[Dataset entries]
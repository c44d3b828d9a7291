//! Focused-window injection via synthesized keystrokes.
//!
//! Types the payload into whatever window has keyboard focus using `enigo`.
//! With a zero typing delay the whole string goes out in one call; a
//! non-zero delay types character by character with a sleep in between, for
//! targets that drop input when it arrives too fast.
//!
//! `Enigo` is not `Send`, so a fresh handle is created per call inside
//! `spawn_blocking`; the handle is cheap to construct.

use std::time::Duration;

use async_trait::async_trait;
use enigo::{Direction, Enigo, Key, Keyboard, Settings};

use super::{InjectError, TextInjector};

// ---------------------------------------------------------------------------
// FocusedInjector
// ---------------------------------------------------------------------------

/// Injects text by typing into the currently focused window.
pub struct FocusedInjector {
    typing_delay: Duration,
}

impl FocusedInjector {
    /// `typing_delay` of zero types the whole payload in a single call.
    pub fn new(typing_delay: Duration) -> Self {
        Self { typing_delay }
    }
}

fn new_enigo() -> Result<Enigo, InjectError> {
    Enigo::new(&Settings::default()).map_err(|e| InjectError::Keystroke(e.to_string()))
}

fn type_text(text: &str, delay: Duration) -> Result<(), InjectError> {
    let mut enigo = new_enigo()?;

    if delay.is_zero() {
        enigo
            .text(text)
            .map_err(|e| InjectError::Keystroke(e.to_string()))?;
        return Ok(());
    }

    for c in text.chars() {
        enigo
            .text(&c.to_string())
            .map_err(|e| InjectError::Keystroke(e.to_string()))?;
        std::thread::sleep(delay);
    }
    Ok(())
}

fn tap_return() -> Result<(), InjectError> {
    let mut enigo = new_enigo()?;
    enigo
        .key(Key::Return, Direction::Click)
        .map_err(|e| InjectError::Keystroke(e.to_string()))
}

#[async_trait]
impl TextInjector for FocusedInjector {
    async fn inject(&self, text: &str) -> Result<(), InjectError> {
        if text.is_empty() {
            return Err(InjectError::EmptyText);
        }

        let text = text.to_string();
        let delay = self.typing_delay;

        tokio::task::spawn_blocking(move || type_text(&text, delay))
            .await
            .map_err(|e| InjectError::Keystroke(format!("typing task failed: {e}")))?
    }

    async fn press_enter(&self) -> Result<(), InjectError> {
        tokio::task::spawn_blocking(tap_return)
            .await
            .map_err(|e| InjectError::Keystroke(format!("typing task failed: {e}")))?
    }

    fn name(&self) -> &'static str {
        "focused"
    }
}

// ---------------------------------------------------------------------------
// Tests
// ---------------------------------------------------------------------------

#[cfg(test)]
mod tests {
    use super::*;

    /// Empty payloads are rejected before any OS input API is touched.
    #[tokio::test]
    async fn empty_text_is_rejected() {
        let injector = FocusedInjector::new(Duration::ZERO);
        let err = injector.inject("").await.unwrap_err();
        assert!(matches!(err, InjectError::EmptyText));
    }

    #[test]
    fn backend_name() {
        assert_eq!(FocusedInjector::new(Duration::ZERO).name(), "focused");
    }
}
//! Push-to-talk voice input daemon.
//!
//! Hold a configured hotkey to record from the microphone; on release the
//! recording is transcribed with a local Whisper model and the resulting text
//! is injected into a downstream consumer, either the focused window or a
//! tmux pane running an interactive assistant session.
//!
//! # Architecture
//!
//! ```text
//! rdev listener thread          cpal callback thread
//!   HotkeyMonitor                  AudioCapture
//!        │ HotkeyEvent (mpsc)           │ AudioChunk (mpsc)
//!        ▼                              ▼
//!  SessionOrchestrator  ◀───────── Recorder (16 kHz mono buffer)
//!        │
//!        ├─▶ Transcriber ──▶ `push-to-talk stt-worker` child process
//!        ├─▶ Sanitizer
//!        └─▶ TextInjector (FocusedInjector | TmuxInjector)
//!        │
//!        ▼ SessionEvent (mpsc) ──▶ daemon event loop (log + audio cues)
//! ```
//!
//! The Whisper model runs in a child process spawned per transcription so
//! that its native thread pools and file descriptors never interfere with
//! the host's keyboard listener or terminal.

pub mod audio;
pub mod config;
pub mod feedback;
pub mod hotkey;
pub mod inject;
pub mod session;
pub mod stt;
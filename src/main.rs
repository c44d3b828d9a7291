//! Daemon entry point.
//!
//! # Startup sequence
//!
//! 1. Dispatch to the `stt-worker` child entry point when invoked as one.
//! 2. Initialise logging.
//! 3. Load and validate [`AppConfig`] (defaults on first run).
//! 4. Create the tokio runtime.
//! 5. Open the microphone and spawn the accumulator thread.
//! 6. Resolve the injection target (tmux discovery happens here, so a
//!    missing assistant pane fails at startup rather than mid-session).
//! 7. Optionally preload the Whisper model.
//! 8. Spawn the session orchestrator and start the hotkey monitor.
//! 9. Consume session events (logging + audio cues) until SIGINT/SIGTERM.

use std::sync::Arc;
use std::time::Duration;

use anyhow::{bail, Context, Result};
use tokio::sync::{mpsc, watch};

use push_to_talk::audio::{AudioCapture, Recorder};
use push_to_talk::config::{AppConfig, InjectionMode};
use push_to_talk::feedback::AudioFeedback;
use push_to_talk::hotkey::{DeviceStateProbe, Hotkey, HotkeyMonitor};
use push_to_talk::inject::{
    tmux::is_tmux_available, FocusedInjector, Sanitizer, TextInjector, TmuxInjector,
};
use push_to_talk::session::{
    OrchestratorOptions, SessionEvent, SessionOrchestrator, SessionStatus,
};
use push_to_talk::stt::{
    worker, ComputeDevice, ModelSize, SpeechToText, Transcriber, WORKER_SUBCOMMAND,
};

/// Budget for the optional model preload: a cold start may include the
/// model download itself.
const PRELOAD_TIMEOUT: Duration = Duration::from_secs(900);

/// How long shutdown waits for the orchestrator to reach a terminal state.
const SHUTDOWN_GRACE: Duration = Duration::from_secs(5);

fn main() -> Result<()> {
    let args: Vec<String> = std::env::args().collect();

    // Worker dispatch first: the child must never touch the daemon's
    // devices or listeners.
    if args.get(1).map(String::as_str) == Some(WORKER_SUBCOMMAND) {
        env_logger::Builder::from_env(env_logger::Env::default().default_filter_or("warn")).init();
        std::process::exit(worker::run(&args[2..]));
    }

    env_logger::Builder::from_env(env_logger::Env::default().default_filter_or("info")).init();
    log::info!("push-to-talk starting up");

    // Configuration
    let config = AppConfig::load().context("cannot load config.toml")?;
    let problems = config.validate();
    if !problems.is_empty() {
        bail!("invalid configuration:\n  - {}", problems.join("\n  - "));
    }

    let hotkey = Hotkey::parse(&config.hotkey.key)?;
    let model = ModelSize::parse(&config.whisper.model)?;
    let device = ComputeDevice::parse(&config.whisper.device)?;

    // Runtime: one worker for the orchestrator, one for blocking offload.
    let rt = tokio::runtime::Builder::new_multi_thread()
        .worker_threads(2)
        .enable_all()
        .build()
        .expect("failed to create tokio runtime");

    // Audio capture: the stream runs for the daemon's lifetime, the
    // recorder flag decides what is retained.
    let recorder = Recorder::new();
    let capture =
        AudioCapture::new(config.audio.device_index).context("audio capture unavailable")?;
    let (chunk_tx, chunk_rx) = std::sync::mpsc::channel();
    let _accumulator = recorder.spawn_accumulator(chunk_rx);
    let _stream = capture
        .start(chunk_tx)
        .context("cannot start audio stream")?;
    log::info!(
        "audio: capturing at {} Hz, {} channel(s)",
        capture.sample_rate(),
        capture.channels()
    );

    // Injection target. Shell escaping only ever applies to the tmux
    // backend; focused mode types keystrokes, not shell words.
    let escape_shell = config.injection.mode == InjectionMode::Tmux && config.sanitizer.escape_shell;
    let sanitizer = Sanitizer::new(config.sanitizer.max_length, escape_shell);

    let (injector, target_desc): (Arc<dyn TextInjector>, String) = match config.injection.mode {
        InjectionMode::Focused => {
            let delay = Duration::from_millis(config.injection.typing_delay_ms);
            (
                Arc::new(FocusedInjector::new(delay)),
                "focused window".into(),
            )
        }
        InjectionMode::Tmux => rt.block_on(async {
            if !is_tmux_available().await {
                bail!("injection mode is 'tmux' but tmux is not available");
            }
            let injector = TmuxInjector::resolve(&config.tmux)
                .await
                .context("cannot resolve a tmux injection target")?;
            injector
                .validate_target()
                .await
                .context("resolved tmux target is not reachable")?;
            let desc = format!("tmux pane {}", injector.target());
            Ok((Arc::new(injector) as Arc<dyn TextInjector>, desc))
        })?,
    };
    log::info!("inject: target is {target_desc}");

    // Transcriber (+ optional warm-up so the first session is not slow).
    let transcriber = Transcriber::new(model, device, config.whisper.language.clone());
    if config.whisper.preload {
        if let Err(e) = rt.block_on(transcriber.preload(PRELOAD_TIMEOUT)) {
            log::warn!("stt: preload failed ({e}); will retry on first session");
        }
    }
    let stt: Arc<dyn SpeechToText> = Arc::new(transcriber);

    // Channels
    let (hotkey_tx, hotkey_rx) = mpsc::channel(16);
    let (events_tx, mut events_rx) = mpsc::channel(64);
    let (shutdown_tx, shutdown_rx) = watch::channel(false);

    // Orchestrator
    let options = OrchestratorOptions {
        min_recording: Duration::from_secs_f32(config.session.min_recording_secs),
        min_audio_rms: config.session.min_audio_rms,
        max_recording: Duration::from_secs_f32(config.session.max_recording_secs),
        transcription_timeout: Duration::from_secs_f32(config.session.transcription_timeout_secs),
        // Auto-return is confined to the tmux backend.
        auto_return: config.session.auto_return && config.injection.mode == InjectionMode::Tmux,
        transcripts_dir: config
            .logging
            .save_transcripts
            .then(|| config.logging.transcripts_dir.clone().into()),
    };
    let orchestrator = SessionOrchestrator::new(
        recorder,
        stt,
        injector,
        sanitizer,
        events_tx,
        options,
    );
    let orchestrator_task = rt.spawn(orchestrator.run(hotkey_rx, shutdown_rx));

    // Hotkey monitor
    let mut monitor = HotkeyMonitor::with_options(
        hotkey,
        hotkey_tx,
        Duration::from_secs_f32(config.hotkey.stuck_key_timeout_secs),
        Duration::from_millis(config.hotkey.poll_interval_ms),
        Box::new(DeviceStateProbe::new()),
    )?;
    monitor.start();

    print_banner(&config, &target_desc);

    // Event loop until SIGINT/SIGTERM.
    let feedback = AudioFeedback::new(config.feedback.audio_cues);
    rt.block_on(async {
        let shutdown_signal = wait_for_signal();
        tokio::pin!(shutdown_signal);

        loop {
            tokio::select! {
                maybe = events_rx.recv() => match maybe {
                    Some(event) => handle_event(event, &feedback),
                    None => break,
                },
                _ = &mut shutdown_signal => {
                    log::info!("shutdown requested");
                    break;
                }
            }
        }
    });

    // Graceful shutdown: cancel the session, stop the monitor, give the
    // orchestrator a bounded grace period.
    let _ = shutdown_tx.send(true);
    monitor.stop();
    let _ = rt.block_on(async {
        tokio::time::timeout(SHUTDOWN_GRACE, orchestrator_task).await
    });

    println!("\npush-to-talk stopped");
    Ok(())
}

// ---------------------------------------------------------------------------
// Event handling
// ---------------------------------------------------------------------------

fn handle_event(event: SessionEvent, feedback: &AudioFeedback) {
    match event {
        SessionEvent::StateChanged(status) => match status {
            SessionStatus::Recording => {
                feedback.play_start();
                log::info!("recording...");
            }
            SessionStatus::Transcribing => {
                feedback.play_stop();
                log::info!("transcribing...");
            }
            SessionStatus::Complete => {
                feedback.play_success();
            }
            other => {
                log::debug!("session state: {}", other.label());
            }
        },
        SessionEvent::Transcription(text) => {
            if text.is_empty() {
                log::info!("transcribed: (nothing)");
            } else {
                log::info!("transcribed: {text}");
            }
        }
        // Terminal errors get the error cue; skips stay silent so an
        // accidental tap does not beep at the user.
        SessionEvent::Error(message) => {
            feedback.play_error();
            log::error!("{message}");
        }
        SessionEvent::Skipped(reason) => {
            log::info!("skipped: {reason}");
        }
    }
}

// ---------------------------------------------------------------------------
// Signals
// ---------------------------------------------------------------------------

#[cfg(unix)]
async fn wait_for_signal() {
    use tokio::signal::unix::{signal, SignalKind};

    let mut sigterm = match signal(SignalKind::terminate()) {
        Ok(stream) => stream,
        Err(e) => {
            log::warn!("cannot install SIGTERM handler: {e}");
            let _ = tokio::signal::ctrl_c().await;
            return;
        }
    };

    tokio::select! {
        _ = tokio::signal::ctrl_c() => {}
        _ = sigterm.recv() => {}
    }
}

#[cfg(not(unix))]
async fn wait_for_signal() {
    let _ = tokio::signal::ctrl_c().await;
}

// ---------------------------------------------------------------------------
// Banner
// ---------------------------------------------------------------------------

fn print_banner(config: &AppConfig, target_desc: &str) {
    let line = "=".repeat(60);
    println!("\n{line}");
    println!("Push-to-Talk Voice Input");
    println!("{line}");
    println!("Hotkey:     {}", config.hotkey.key);
    println!("Target:     {target_desc}");
    println!(
        "Model:      whisper {} ({})",
        config.whisper.model, config.whisper.device
    );
    println!("\nHold the hotkey to speak; release to transcribe and inject.");
    println!("Press Ctrl+C to exit.");
    println!("{line}\n");
}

— Assigned task —
When a line contains the string "runs", copy it from the records.

— Solution —
//! The Whisper model runs in a child process spawned per transcription so
    // Audio capture: the stream runs for the daemon's lifetime, the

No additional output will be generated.